▶ _Problem_
Copy out all lines of the records in which the word "LinkState" appears.

(Stored dataset items)
┌────────

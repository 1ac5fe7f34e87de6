//! Configures and starts a [`GameSession`](crate::GameSession).

use std::marker::PhantomData;
use std::sync::Arc;

use tracing::debug;

use crate::{
    clock::{Clock, SystemClock},
    game::SessionState,
    network::protocol::LinkProtocol,
    rng::{Pcg32, SeedableRng},
    sessions::config::{GameConfig, LinkConfig},
    telemetry::ViolationObserver,
    Address, GameError, GameSession, NonBlockingSocket, Role,
};

/// Default maximum number of undrained events per session.
const DEFAULT_EVENT_QUEUE_SIZE: usize = 100;
const MIN_EVENT_QUEUE_SIZE: usize = 10;

/// Builds a [`GameSession`] for either role.
///
/// ```
/// use princess_of_fire::{GameConfig, MemoryAddr, MemoryNetwork, Role, SessionBuilder};
///
/// let network = MemoryNetwork::new();
/// let host = SessionBuilder::<MemoryAddr>::new()
///     .with_game_config(GameConfig::quick_round())
///     .start_host_session(network.socket(1))?;
/// assert_eq!(host.role(), Role::Host);
/// # Ok::<(), princess_of_fire::GameError>(())
/// ```
#[must_use = "SessionBuilder must be consumed by calling a start_*_session method"]
pub struct SessionBuilder<A: Address> {
    game_config: GameConfig,
    link_config: LinkConfig,
    clock: Arc<dyn Clock>,
    violation_observer: Option<Arc<dyn ViolationObserver>>,
    event_queue_size: usize,
    address: PhantomData<A>,
}

impl<A: Address> std::fmt::Debug for SessionBuilder<A> {
    fn fmt(&self, f: &mut std::fmt::Formatter<'_>) -> std::fmt::Result {
        // Destructure so a new field cannot be forgotten here.
        let Self {
            game_config,
            link_config,
            clock: _,
            violation_observer,
            event_queue_size,
            address: _,
        } = self;

        f.debug_struct("SessionBuilder")
            .field("game_config", game_config)
            .field("link_config", link_config)
            .field("has_violation_observer", &violation_observer.is_some())
            .field("event_queue_size", event_queue_size)
            .finish_non_exhaustive()
    }
}

impl<A: Address> Default for SessionBuilder<A> {
    fn default() -> Self {
        Self::new()
    }
}

impl<A: Address> SessionBuilder<A> {
    /// Starts with default game and link settings and the system clock.
    pub fn new() -> Self {
        Self {
            game_config: GameConfig::default(),
            link_config: LinkConfig::default(),
            clock: Arc::new(SystemClock),
            violation_observer: None,
            event_queue_size: DEFAULT_EVENT_QUEUE_SIZE,
            address: PhantomData,
        }
    }

    /// Sets the game rules. Validated when the session starts.
    pub fn with_game_config(mut self, config: GameConfig) -> Self {
        self.game_config = config;
        self
    }

    /// Sets the link timing. Validated when the session starts.
    pub fn with_link_config(mut self, config: LinkConfig) -> Self {
        self.link_config = config;
        self
    }

    /// Replaces the time source. Pass a [`ManualClock`](crate::ManualClock) clone to drive
    /// a session from a test.
    pub fn with_clock(mut self, clock: impl Clock + 'static) -> Self {
        self.clock = Arc::new(clock);
        self
    }

    /// Sets the maximum number of events to queue before the oldest are dropped.
    ///
    /// # Errors
    ///
    /// Returns [`GameError::InvalidRequest`] if `size` is less than 10.
    ///
    /// ```
    /// use princess_of_fire::{GameError, MemoryAddr, SessionBuilder};
    ///
    /// let builder = SessionBuilder::<MemoryAddr>::new().with_event_queue_size(200)?;
    /// assert!(SessionBuilder::<MemoryAddr>::new().with_event_queue_size(3).is_err());
    /// # drop(builder);
    /// # Ok::<(), GameError>(())
    /// ```
    pub fn with_event_queue_size(mut self, size: usize) -> Result<Self, GameError> {
        if size < MIN_EVENT_QUEUE_SIZE {
            return Err(GameError::InvalidRequest {
                info: format!(
                    "event queue size {size} is below the minimum of {MIN_EVENT_QUEUE_SIZE}"
                ),
            });
        }
        self.event_queue_size = size;
        Ok(self)
    }

    /// Routes protocol and state violations to `observer` instead of only logging them.
    pub fn with_violation_observer(mut self, observer: Arc<dyn ViolationObserver>) -> Self {
        self.violation_observer = Some(observer);
        self
    }

    /// Starts a host session, advertising the game service on `socket`.
    ///
    /// # Errors
    ///
    /// Returns [`GameError::InvalidConfig`] if either configuration is out of range.
    pub fn start_host_session(
        self,
        socket: impl NonBlockingSocket<A> + 'static,
    ) -> Result<GameSession<A>, GameError> {
        self.validate()?;
        let link = LinkProtocol::host(self.link_config, self.violation_observer.clone());
        self.start(Role::Host, link, Box::new(socket))
    }

    /// Starts a guest session that connects to the host at `host_addr`.
    ///
    /// # Errors
    ///
    /// Returns [`GameError::InvalidConfig`] if either configuration is out of range.
    pub fn start_guest_session(
        self,
        socket: impl NonBlockingSocket<A> + 'static,
        host_addr: A,
    ) -> Result<GameSession<A>, GameError> {
        self.validate()?;
        let link = LinkProtocol::guest(
            host_addr,
            self.link_config,
            self.violation_observer.clone(),
        );
        self.start(Role::Guest, link, Box::new(socket))
    }

    fn validate(&self) -> Result<(), GameError> {
        self.game_config.validate()?;
        self.link_config.validate()
    }

    fn start(
        self,
        role: Role,
        mut link: LinkProtocol<A>,
        socket: Box<dyn NonBlockingSocket<A>>,
    ) -> Result<GameSession<A>, GameError> {
        link.start(self.clock.now())?;
        let rng = self
            .game_config
            .rng_seed
            .map_or_else(Pcg32::from_entropy, Pcg32::seed_from_u64);
        debug!("Starting {} session", role);
        Ok(GameSession::new(
            SessionState::new(role, self.game_config),
            link,
            socket,
            self.clock,
            rng,
            self.event_queue_size,
            self.violation_observer,
        ))
    }
}

#[cfg(test)]
#[allow(
    clippy::panic,
    clippy::unwrap_used,
    clippy::expect_used,
    clippy::indexing_slicing
)]
mod tests {
    use super::*;
    use crate::network::memory_socket::{MemoryAddr, MemoryNetwork};
    use crate::network::protocol::LinkState;
    use web_time::Duration;

    #[test]
    fn default_event_queue_size() {
        let builder = SessionBuilder::<MemoryAddr>::new();
        assert_eq!(builder.event_queue_size, 100);
    }

    #[test]
    fn event_queue_size_minimum_is_ten() {
        assert!(SessionBuilder::<MemoryAddr>::new()
            .with_event_queue_size(9)
            .is_err());
        let builder = SessionBuilder::<MemoryAddr>::new()
            .with_event_queue_size(10)
            .expect("10 is the minimum");
        assert_eq!(builder.event_queue_size, 10);
    }

    #[test]
    fn invalid_game_config_is_rejected_at_start() {
        let network = MemoryNetwork::new();
        let config = GameConfig {
            round_duration: Duration::ZERO,
            ..GameConfig::default()
        };
        let result = SessionBuilder::new()
            .with_game_config(config)
            .start_host_session(network.socket(1));
        assert!(matches!(
            result,
            Err(GameError::InvalidConfig {
                field: "round_duration",
                ..
            })
        ));
    }

    #[test]
    fn invalid_link_config_is_rejected_at_start() {
        let network = MemoryNetwork::new();
        let config = LinkConfig {
            disconnect_timeout: Duration::ZERO,
            ..LinkConfig::default()
        };
        let result = SessionBuilder::new()
            .with_link_config(config)
            .start_guest_session(network.socket(2), MemoryAddr(1));
        assert!(matches!(result, Err(GameError::InvalidConfig { .. })));
    }

    #[test]
    fn started_sessions_are_discovering() {
        let network = MemoryNetwork::new();
        let host = SessionBuilder::new()
            .start_host_session(network.socket(1))
            .unwrap();
        let guest = SessionBuilder::new()
            .start_guest_session(network.socket(2), MemoryAddr(1))
            .unwrap();
        assert_eq!(host.role(), Role::Host);
        assert_eq!(guest.role(), Role::Guest);
        assert_eq!(host.link_state(), LinkState::Discovering);
        assert_eq!(guest.link_state(), LinkState::Discovering);
        assert!(!host.is_connected());
    }

    #[test]
    fn debug_lists_settings() {
        let builder = SessionBuilder::<MemoryAddr>::new();
        let text = format!("{builder:?}");
        assert!(text.contains("SessionBuilder"));
        assert!(text.contains("event_queue_size: 100"));
    }
}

└────────

▶ _Result of the exercise_
    use crate::network::protocol::LinkState;
        assert_eq!(host.link_state(), LinkState::Discovering);
        assert_eq!(guest.link_state(), LinkState::Discovering);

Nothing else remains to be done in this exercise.